In debt-trap diplomacy, I think it's naïve to think that money is simply being loaned out. In practice, the money will be used for projects that are somehow useful to the target country. For example, major infrastructure projects would create local jobs and they could be prestige projects for politicians. So to turn your back on the lender means:

  • The project comes to a standstill, so do the jobs that came with it.

  • Politicians lose face because the project they advocated for isn't complete and they're left a lot of money in debt.

  • Relations with the lender deteriorate a lot. Depending on a country's relations with other countries, that major lender may happen to be an important partner for trade and security.

What would be China's options for reacting to such a declaration? Presumably there's some kind of international court that arbitrates this sort of thing, but what if Zimbabwe tells that court to jump in a lake too?

It depends. If it's a small country, and the lender, say China, has a powerful military, then it could simply enforce the agreement. In academics, the term power politics was used in the previous century:

The concept of power politics provides a way of understanding systems of international relations: in this view, nations compete for the world's limited resources and it is to an individual nation's advantage to be manifestly able to harm others. Power politics prioritizes national self-interest over the interests of other nations or the international community, and thus may include threatening one another with military, economic or political aggression to protect one nation's own interest.

While it's something we have shielded ourselves from in the West, some argue it never went away. For example, you may be interested in this book on power politics in the current century. While it's certainly not without controversy, you could ask yourself how much resistance a small country can put up against a much superior military if it comes to collect.

What if, for argument's sake, we replace a country with little power or influence like Zimbabwe, with a country that has a whole lot of debt with China that it has to pay, but also holds a whole lot of international influence, like the USA? What if the USA tells China and also the international court to jump in a lake?

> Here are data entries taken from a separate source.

//! # Plugin Bridge
//!
//! Plugin side of the host connection. The host launches the plugin and
//! talks to it with newline-delimited JSON over stdin/stdout.
//!
//! ## Protocol
//!
//! ```text
//! Host                                   Plugin
//!  │                                       │
//!  ├── initialize {plugin_id, buffer_info} │  views created, no reply
//!  ├── new_buffer {buffer_info}            │  views created, no reply
//!  ├── update {view_id, rev, delta} (id)   │  cache advanced
//!  │◄───────────────── {"id":..,"result":0}┤
//!  │◄──── edit {edit, view_id, plugin_id} ─┤  fire-and-forget
//!  ├── did_save / did_close                │
//!  └── shutdown                            │
//! ```
//!
//! Every request gets exactly one reply. Notifications get none.
//!
//! ## Hooks
//!
//! Behaviour is customised with two hooks registered on [`Bridge`]: a
//! before-update hook that may short-circuit default processing, and a
//! general hook that observes every lifecycle event and supplies the reply
//! to `update`.

mod bridge;
mod error;
mod hooks;
mod protocol;
mod session;
mod transport;

pub use bridge::Bridge;
pub use error::BridgeError;
pub use hooks::{HandleFn, HookContext, HookEvent, HookOutcome};
pub use protocol::{
    Incoming, Notification, PluginManifest, RequestId, Response, RpcError, CACHE_REJECTED,
    INTERNAL_ERROR, INVALID_PARAMS, INVALID_REQUEST, METHOD_NOT_FOUND, PARSE_ERROR, UNKNOWN_VIEW,
};
pub use session::{CacheFactory, StopSignal};
pub use transport::{serve, Peer};

/// Method names understood on the wire
pub mod methods {
    pub use super::protocol::{
        DID_CLOSE, DID_SAVE, EDIT, INBOUND_METHODS, INITIALIZE, NEW_BUFFER, OUTBOUND_METHODS,
        SHUTDOWN, UPDATE,
    };
}
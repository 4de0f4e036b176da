//! Session state
//!
//! Everything the bridge mutates while handling a message lives in
//! [`Session`], behind the bridge's single lock.

use std::sync::atomic::{AtomicBool, Ordering};
use std::sync::Arc;

use super::hooks::Hooks;
use crate::domain::{DocumentCache, ViewRegistry};

/// Builds the cache for a newly announced view
pub type CacheFactory = Box<dyn Fn() -> Box<dyn DocumentCache> + Send>;

pub(crate) struct Session {
    pub(crate) views: ViewRegistry,
    pub(crate) hooks: Hooks,
    pub(crate) new_cache: CacheFactory,
}

impl Session {
    pub(crate) fn new(new_cache: CacheFactory) -> Self {
        Self {
            views: ViewRegistry::new(),
            hooks: Hooks::default(),
            new_cache,
        }
    }
}

/// Cooperative shutdown flag
///
/// Stopping never interrupts a message already being handled; it only
/// keeps the read loop from dispatching the next one.
#[derive(Debug, Clone, Default)]
pub struct StopSignal(Arc<AtomicBool>);

impl StopSignal {
    pub fn new() -> Self {
        Self::default()
    }

    pub fn stop(&self) {
        if !self.0.swap(true, Ordering::SeqCst) {
            tracing::info!("stop signal raised");
        }
    }

    pub fn is_stopped(&self) -> bool {
        self.0.load(Ordering::SeqCst)
    }
}

#[cfg(test)]
mod tests {
    use super::*;

    #[test]
    fn stop_is_shared_between_clones() {
        let signal = StopSignal::new();
        let clone = signal.clone();

        assert!(!clone.is_stopped());
        signal.stop();
        assert!(clone.is_stopped());

        signal.stop();
        assert!(signal.is_stopped());
    }
}
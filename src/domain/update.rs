//! Host-initiated view events

use serde::{Deserialize, Serialize};

use super::delta::Delta;

/// A revision-tagged change addressed to one view
#[derive(Debug, Clone, PartialEq, Serialize, Deserialize)]
pub struct UpdateEvent {
    pub view_id: String,

    /// Revision the document reaches once this update is applied
    pub rev: u64,

    /// Absent when the host chose not to send the change (e.g. too large)
    #[serde(default, skip_serializing_if = "Option::is_none")]
    pub delta: Option<Delta>,

    #[serde(default, skip_serializing_if = "Option::is_none")]
    pub new_len: Option<usize>,

    #[serde(default, skip_serializing_if = "Option::is_none")]
    pub new_line_count: Option<usize>,

    /// Who made the change (another plugin's tag, or empty for the user)
    #[serde(default)]
    pub author: String,

    #[serde(default, skip_serializing_if = "Option::is_none")]
    pub edit_type: Option<String>,
}

impl UpdateEvent {
    pub fn new(view_id: impl Into<String>, rev: u64, delta: Option<Delta>) -> Self {
        Self {
            view_id: view_id.into(),
            rev,
            new_len: delta.as_ref().map(Delta::new_len),
            delta,
            new_line_count: None,
            author: String::new(),
            edit_type: None,
        }
    }
}

/// Payload of `did_save`
#[derive(Debug, Clone, PartialEq, Eq, Serialize, Deserialize)]
pub struct SaveEvent {
    pub view_id: String,
    pub path: String,
}

/// Payload of `did_close`
#[derive(Debug, Clone, PartialEq, Eq, Serialize, Deserialize)]
pub struct CloseEvent {
    pub view_id: String,
}

#[cfg(test)]
mod tests {
    use super::*;

    #[test]
    fn decode_minimal_update() {
        let update: UpdateEvent =
            serde_json::from_str(r#"{"view_id": "v1", "rev": 4}"#).unwrap();

        assert_eq!(update.view_id, "v1");
        assert_eq!(update.rev, 4);
        assert!(update.delta.is_none());
        assert!(update.author.is_empty());
    }

    #[test]
    fn decode_full_update() {
        let json = serde_json::json!({
            "view_id": "v1",
            "rev": 2,
            "delta": {"els": [{"insert": "fn"}], "base_len": 0},
            "new_len": 2,
            "new_line_count": 1,
            "author": "core",
            "edit_type": "insert"
        });
        let update: UpdateEvent = serde_json::from_value(json).unwrap();

        assert_eq!(update.new_len, Some(2));
        assert_eq!(update.edit_type.as_deref(), Some("insert"));
        assert_eq!(update.delta.unwrap().new_len(), 2);
    }

    #[test]
    fn update_requires_view_and_rev() {
        assert!(serde_json::from_str::<UpdateEvent>(r#"{"rev": 1}"#).is_err());
        assert!(serde_json::from_str::<UpdateEvent>(r#"{"view_id": "v1"}"#).is_err());
    }
}
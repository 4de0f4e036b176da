//! Per-view document caches
//!
//! A cache holds one view's shadow of the host document and the revision it
//! reflects. Revisions only move forward: an update behind the current
//! revision is rejected, a repeat of the current revision is a no-op.

use serde::{Deserialize, Serialize};
use thiserror::Error;

use super::buffer::BufferDescriptor;
use super::update::UpdateEvent;

#[derive(Debug, Error, PartialEq, Eq)]
pub enum CacheError {
    #[error("update targets revision {requested}, cache is already at {current}")]
    StaleRevision { current: u64, requested: u64 },
}

/// Shadow state for one view
pub trait DocumentCache: Send {
    /// Applies an update and returns the resulting revision
    fn apply_update(&mut self, update: &UpdateEvent) -> Result<u64, CacheError>;

    /// Current revision
    fn revision(&self) -> u64;

    /// Called once when a view is created for `buffer`
    ///
    /// Returns false if the cache cannot shadow the content the buffer
    /// already has.
    fn prepare(&mut self, _buffer: &BufferDescriptor) -> bool {
        true
    }

    /// Shadow text, if this cache keeps one and it is in sync
    fn text(&self) -> Option<&str> {
        None
    }
}

/// Which cache new views get
#[derive(Debug, Clone, Copy, PartialEq, Eq, Default, Serialize, Deserialize)]
#[serde(rename_all = "snake_case")]
pub enum CacheMode {
    /// Keep a full shadow copy of the text; only useful for buffers that
    /// start empty, since the host never sends initial content
    Text,
    /// Track revisions only
    #[default]
    Revision,
}

impl CacheMode {
    pub fn as_str(&self) -> &str {
        match self {
            CacheMode::Text => "text",
            CacheMode::Revision => "revision",
        }
    }

    /// Creates an empty cache of this kind
    pub fn new_cache(&self) -> Box<dyn DocumentCache> {
        match self {
            CacheMode::Text => Box::new(TextCache::new()),
            CacheMode::Revision => Box::new(RevisionCache::new()),
        }
    }
}

/// Checks the revision contract; `Ok(false)` means the update is a duplicate
fn check_revision(current: u64, update: &UpdateEvent) -> Result<bool, CacheError> {
    if update.rev < current {
        return Err(CacheError::StaleRevision {
            current,
            requested: update.rev,
        });
    }
    Ok(update.rev > current)
}

/// Cache that only tracks the revision
#[derive(Debug, Default)]
pub struct RevisionCache {
    rev: u64,
}

impl RevisionCache {
    pub fn new() -> Self {
        Self::default()
    }
}

impl DocumentCache for RevisionCache {
    fn apply_update(&mut self, update: &UpdateEvent) -> Result<u64, CacheError> {
        if check_revision(self.rev, update)? {
            self.rev = update.rev;
        }
        Ok(self.rev)
    }

    fn revision(&self) -> u64 {
        self.rev
    }
}

/// Cache holding a shadow copy of the text
///
/// Starts empty and in sync, unless the buffer it is prepared for already
/// has content. Once an update arrives that cannot be applied
/// to the shadow (no delta, wrong base length, bad range) the text is
/// dropped and the cache keeps counting revisions only.
#[derive(Debug)]
pub struct TextCache {
    rev: u64,
    text: Option<String>,
}

impl TextCache {
    pub fn new() -> Self {
        Self {
            rev: 0,
            text: Some(String::new()),
        }
    }

    /// Returns true while the shadow text tracks the host document
    pub fn is_synced(&self) -> bool {
        self.text.is_some()
    }

    fn desync(&mut self, view_id: &str, reason: &str) {
        if self.text.take().is_some() {
            tracing::warn!(view_id, reason, rev = self.rev, "shadow text desynchronised");
        }
    }
}

impl Default for TextCache {
    fn default() -> Self {
        Self::new()
    }
}

impl DocumentCache for TextCache {
    fn apply_update(&mut self, update: &UpdateEvent) -> Result<u64, CacheError> {
        if !check_revision(self.rev, update)? {
            return Ok(self.rev);
        }
        self.rev = update.rev;

        let Some(base) = self.text.as_deref() else {
            return Ok(self.rev);
        };
        let Some(delta) = &update.delta else {
            self.desync(&update.view_id, "update carried no delta");
            return Ok(self.rev);
        };

        match delta.apply(base) {
            Ok(next) => {
                if update.new_len.is_some_and(|len| len != next.len()) {
                    self.desync(&update.view_id, "length disagrees with host");
                } else {
                    self.text = Some(next);
                }
            }
            Err(err) => self.desync(&update.view_id, &err.to_string()),
        }
        Ok(self.rev)
    }

    fn revision(&self) -> u64 {
        self.rev
    }

    fn prepare(&mut self, buffer: &BufferDescriptor) -> bool {
        if buffer.buf_size > 0 {
            self.text = None;
            return false;
        }
        true
    }

    fn text(&self) -> Option<&str> {
        self.text.as_deref()
    }
}
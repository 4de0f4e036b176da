//! Domain models for the plugin bridge
//!
//! Views, buffers, deltas, and caches, without any I/O concerns.

mod buffer;
mod cache;
mod delta;
mod edit;
mod update;
mod view;

pub use buffer::{syntax_from_path, BufferDescriptor, EditorConfig, Initialization};
pub use cache::{CacheError, CacheMode, DocumentCache, RevisionCache, TextCache};
pub use delta::{Delta, DeltaElement, DeltaError};
pub use edit::{EditProposal, EDIT_PRIORITY_HIGH, EDIT_PRIORITY_NORMAL};
pub use update::{CloseEvent, SaveEvent, UpdateEvent};
pub use view::{ViewRegistry, ViewState};
//! # Command-Line Interface
//!
//! | Command | Purpose |
//! |---------|---------|
//! | `serve` (default) | Run the bridge on stdin/stdout |
//! | `manifest` | Print the plugin name, version and methods |
//! | `config` | Print the effective configuration |
//!
//! ## Output Formats
//!
//! `manifest` and `config` support the `--format` flag:
//! - `text` (default) - Human-readable output
//! - `json` - Machine-parseable JSON
//!
//! ## Verbose Mode
//!
//! `--verbose` (or `-v`) prints progress notes to stderr and lowers the
//! default log filter to `debug`:
//! ```bash
//! plugin-bridge --verbose serve --log-file /tmp/bridge.log
//! ```
//!
//! ## Entry Point
//!
//! Call [`run()`] to parse arguments and execute the appropriate command.

mod app;
mod logging;
mod output;
mod serve;

pub use app::{run, Cli, Commands};
pub use logging::{LogGuard, LOG_ENV};
pub use output::{Output, OutputFormat};
//! Buffer descriptors received during the handshake
//!
//! The host announces buffers in `initialize` and `new_buffer`. Each
//! descriptor names the views displaying the buffer; the bridge fans a
//! descriptor out into one view per listed identifier.

use std::path::Path;

use serde::{Deserialize, Serialize};
use serde_json::{Map, Value};

/// Editor configuration snapshot carried with a buffer
///
/// Passed through untouched. Keys this struct does not name are kept in
/// `extra` so the snapshot round-trips verbatim.
#[derive(Debug, Clone, Default, PartialEq, Serialize, Deserialize)]
pub struct EditorConfig {
    #[serde(default, skip_serializing_if = "Option::is_none")]
    pub auto_indent: Option<bool>,

    #[serde(default, skip_serializing_if = "Option::is_none")]
    pub font_face: Option<String>,

    #[serde(default, skip_serializing_if = "Option::is_none")]
    pub font_size: Option<f64>,

    #[serde(default, skip_serializing_if = "Option::is_none")]
    pub line_ending: Option<String>,

    #[serde(default, skip_serializing_if = "Option::is_none")]
    pub plugin_search_path: Option<Vec<Value>>,

    #[serde(default, skip_serializing_if = "Option::is_none")]
    pub scroll_past_end: Option<bool>,

    #[serde(default, skip_serializing_if = "Option::is_none")]
    pub tab_size: Option<u32>,

    #[serde(default, skip_serializing_if = "Option::is_none")]
    pub translate_tabs_to_spaces: Option<bool>,

    #[serde(default, skip_serializing_if = "Option::is_none")]
    pub use_tab_stops: Option<bool>,

    #[serde(default, skip_serializing_if = "Option::is_none")]
    pub wrap_width: Option<u32>,

    #[serde(flatten)]
    pub extra: Map<String, Value>,
}

/// A buffer announced by the host
#[derive(Debug, Clone, Default, PartialEq, Serialize, Deserialize)]
pub struct BufferDescriptor {
    #[serde(default)]
    pub buffer_id: u64,

    /// Size in bytes
    #[serde(default)]
    pub buf_size: usize,

    #[serde(default)]
    pub nb_lines: usize,

    /// Backing file path, empty for unsaved buffers
    #[serde(default)]
    pub path: String,

    /// Host revision at announcement time
    #[serde(default)]
    pub rev: u64,

    /// Host-side syntax hint (the bridge derives its own tag from `path`)
    #[serde(default, skip_serializing_if = "Option::is_none")]
    pub syntax: Option<String>,

    #[serde(default, skip_serializing_if = "Option::is_none")]
    pub config: Option<EditorConfig>,

    /// Views currently displaying this buffer
    #[serde(default)]
    pub views: Vec<String>,
}

impl BufferDescriptor {
    /// Syntax tag for this buffer's path
    pub fn syntax_tag(&self) -> String {
        syntax_from_path(&self.path)
    }
}

/// Payload of `initialize` and `new_buffer`
#[derive(Debug, Clone, Default, PartialEq, Serialize, Deserialize)]
pub struct Initialization {
    /// Identifier assigned to this plugin (only meaningful in `initialize`)
    #[serde(default)]
    pub plugin_id: u64,

    #[serde(default)]
    pub buffer_info: Vec<BufferDescriptor>,
}

/// Derives a syntax tag from a file path
///
/// The tag is whatever follows the last `.` of the final path component,
/// case preserved. Paths without an extension give an empty tag.
pub fn syntax_from_path(path: &str) -> String {
    let Some(name) = Path::new(path).file_name() else {
        return String::new();
    };
    let name = name.to_string_lossy();
    match name.rfind('.') {
        Some(dot) => name[dot + 1..].to_string(),
        None => String::new(),
    }
}
//! Logging setup
//!
//! Stdout carries the protocol, so log output goes to stderr or to a file,
//! always through a non-blocking writer.
//!
//! ## Environment Variables
//!
//! 1. **`PLUGIN_BRIDGE_LOG`** (highest priority)
//! 2. **`RUST_LOG`**
//! 3. **Config** - `log.level`, or `debug` with `--verbose`

use std::env;
use std::path::Path;

use anyhow::{anyhow, Context, Result};
use tracing_appender::non_blocking::WorkerGuard;
use tracing_subscriber::{
    fmt, layer::SubscriberExt, util::SubscriberInitExt, EnvFilter, Layer, Registry,
};

use crate::config::LogConfig;

pub const LOG_ENV: &str = "PLUGIN_BRIDGE_LOG";

/// Returned from [`init`]; hold it until exit so buffered lines get flushed.
pub struct LogGuard {
    _guard: WorkerGuard,
}

/// Installs the global subscriber
pub fn init(config: &LogConfig, verbose: bool) -> Result<LogGuard> {
    let filter = create_filter(&config.level, verbose)?;

    let (writer, guard) = match &config.file {
        Some(path) => {
            let (dir, filename) = split_log_path(path)?;
            std::fs::create_dir_all(dir)
                .with_context(|| format!("Failed to create log directory: {}", dir.display()))?;
            tracing_appender::non_blocking(tracing_appender::rolling::never(dir, filename))
        }
        None => tracing_appender::non_blocking(std::io::stderr()),
    };

    Registry::default()
        .with(
            fmt::layer()
                .with_writer(writer)
                .with_ansi(false)
                .with_filter(filter),
        )
        .try_init()
        .map_err(|e| anyhow!("Failed to install logger: {}", e))?;

    Ok(LogGuard { _guard: guard })
}

fn create_filter(level: &str, verbose: bool) -> Result<EnvFilter> {
    let directives = env::var(LOG_ENV)
        .or_else(|_| env::var("RUST_LOG"))
        .unwrap_or_else(|_| default_directive(level, verbose));

    EnvFilter::try_new(&directives)
        .with_context(|| format!("Invalid log filter: {}", directives))
}

fn default_directive(level: &str, verbose: bool) -> String {
    if verbose {
        "debug".to_string()
    } else {
        level.to_string()
    }
}

fn split_log_path(path: &Path) -> Result<(&Path, &std::ffi::OsStr)> {
    let filename = path
        .file_name()
        .ok_or_else(|| anyhow!("Log file path has no file name: {}", path.display()))?;
    let dir = match path.parent() {
        Some(dir) if !dir.as_os_str().is_empty() => dir,
        _ => Path::new("."),
    };
    Ok((dir, filename))
}
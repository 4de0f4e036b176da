//! Output formatting for CLI commands
//!
//! Only used outside `serve`: while serving, stdout belongs to the protocol.

use serde::Serialize;

/// Output format
#[derive(Debug, Clone, Copy, PartialEq, Eq, Default, clap::ValueEnum)]
pub enum OutputFormat {
    #[default]
    Text,
    Json,
}

/// Output helper for consistent formatting
pub struct Output {
    format: OutputFormat,
    verbose: bool,
}

impl Output {
    pub fn new(format: OutputFormat, verbose: bool) -> Self {
        Self { format, verbose }
    }

    /// Prints an error message
    pub fn error(&self, message: &str) {
        match self.format {
            OutputFormat::Text => eprintln!("Error: {}", message),
            OutputFormat::Json => {
                eprintln!(
                    "{}",
                    serde_json::json!({
                        "success": false,
                        "error": message
                    })
                );
            }
        }
    }

    /// Prints structured data
    pub fn data<T: Serialize>(&self, data: &T) {
        let json = match self.format {
            OutputFormat::Text => serde_json::to_string_pretty(data),
            OutputFormat::Json => serde_json::to_string(data),
        };
        match json {
            Ok(json) => println!("{}", json),
            Err(e) => self.error(&format!("Failed to serialize output: {}", e)),
        }
    }

    /// Prints a table row (text only, ignored in JSON mode)
    pub fn row(&self, columns: &[&str]) {
        if self.format == OutputFormat::Text {
            println!("{}", columns.join("\t"));
        }
    }

    /// Returns true if using JSON format
    pub fn is_json(&self) -> bool {
        self.format == OutputFormat::Json
    }

    /// Returns true if verbose mode is enabled
    pub fn is_verbose(&self) -> bool {
        self.verbose
    }

    /// Prints a verbose debug message with context (only when --verbose is set)
    pub fn verbose_ctx(&self, context: &str, message: &str) {
        if self.verbose {
            eprintln!("[verbose:{}] {}", context, message);
        }
    }
}
//! Incremental text changes
//!
//! A delta describes a new document in terms of an old one: a sequence of
//! elements that either copy a byte range out of the base text or insert new
//! text. Applying a delta to a base of length `base_len` produces the next
//! revision's text.

use serde::{Deserialize, Serialize};
use thiserror::Error;

#[derive(Debug, Error, PartialEq, Eq)]
pub enum DeltaError {
    #[error("delta expects base length {expected}, got {actual}")]
    BaseLength { expected: usize, actual: usize },

    #[error("copy range {start}..{end} is invalid for base of length {len}")]
    InvalidRange { start: usize, end: usize, len: usize },
}

/// One step of a delta
#[derive(Debug, Clone, PartialEq, Eq, Serialize, Deserialize)]
#[serde(rename_all = "snake_case")]
pub enum DeltaElement {
    /// Copy the byte range `start..end` of the base text
    Copy(usize, usize),

    /// Insert literal text
    Insert(String),
}

/// A change from one revision of a document to the next
#[derive(Debug, Clone, PartialEq, Eq, Serialize, Deserialize)]
pub struct Delta {
    /// Elements in output order
    #[serde(default)]
    pub els: Vec<DeltaElement>,

    /// Length in bytes of the text this delta applies to
    pub base_len: usize,
}

impl Delta {
    pub fn new(base_len: usize, els: Vec<DeltaElement>) -> Self {
        Self { els, base_len }
    }

    /// A delta that inserts `text` at byte offset `at` of a base of length `base_len`
    pub fn insert(base_len: usize, at: usize, text: impl Into<String>) -> Self {
        let mut els = Vec::with_capacity(3);
        if at > 0 {
            els.push(DeltaElement::Copy(0, at));
        }
        els.push(DeltaElement::Insert(text.into()));
        if at < base_len {
            els.push(DeltaElement::Copy(at, base_len));
        }
        Self { els, base_len }
    }

    /// Length of the text produced by applying this delta
    pub fn new_len(&self) -> usize {
        self.els
            .iter()
            .map(|el| match el {
                DeltaElement::Copy(start, end) => end.saturating_sub(*start),
                DeltaElement::Insert(text) => text.len(),
            })
            .sum()
    }

    /// Returns true if applying this delta yields the base text unchanged
    pub fn is_identity(&self) -> bool {
        match self.els.as_slice() {
            [] => self.base_len == 0,
            [DeltaElement::Copy(0, end)] => *end == self.base_len,
            _ => false,
        }
    }

    /// Applies the delta to `base`, producing the new text
    pub fn apply(&self, base: &str) -> Result<String, DeltaError> {
        if base.len() != self.base_len {
            return Err(DeltaError::BaseLength {
                expected: self.base_len,
                actual: base.len(),
            });
        }

        let mut out = String::with_capacity(self.new_len());
        for el in &self.els {
            match el {
                DeltaElement::Copy(start, end) => {
                    let slice = base.get(*start..*end).ok_or(DeltaError::InvalidRange {
                        start: *start,
                        end: *end,
                        len: base.len(),
                    })?;
                    out.push_str(slice);
                }
                DeltaElement::Insert(text) => out.push_str(text),
            }
        }
        Ok(out)
    }
}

I think that's impossible to predict with any degree of certainty. There are so many factors at play that you can only speculate about the outcome.

I think, as a matter of principle, the US doesn't like to subject itself to foreign courts. An example of that is the International Criminal Court, according to the Global Policy Forum:

The United States government has consistently opposed an international court that could hold US military and political leaders to a uniform global standard of justice. The Clinton administration participated actively in negotiations towards the International Criminal Court treaty, seeking Security Council screening of cases. If adopted, this would have enabled the US to veto any dockets it opposed. When other countries refused to agree to such an unequal standard of justice, the US campaigned to weaken and undermine the court. The Bush administration, coming into office in 2001 as the Court neared implementation, adopted an extremely active opposition. Washington began to negotiate bilateral agreements with other countries, insuring immunity of US nationals from prosecution by the Court. As leverage, Washington threatened termination of economic aid, withdrawal of military assistance, and other painful measures. The Obama administration has so far made greater efforts to engage with the Court. It is participating with the Court's governing bodies and it is providing support for the Court's ongoing prosecutions. Washington, however, has no intention to join the ICC, due to its concern about possible charges against US nationals.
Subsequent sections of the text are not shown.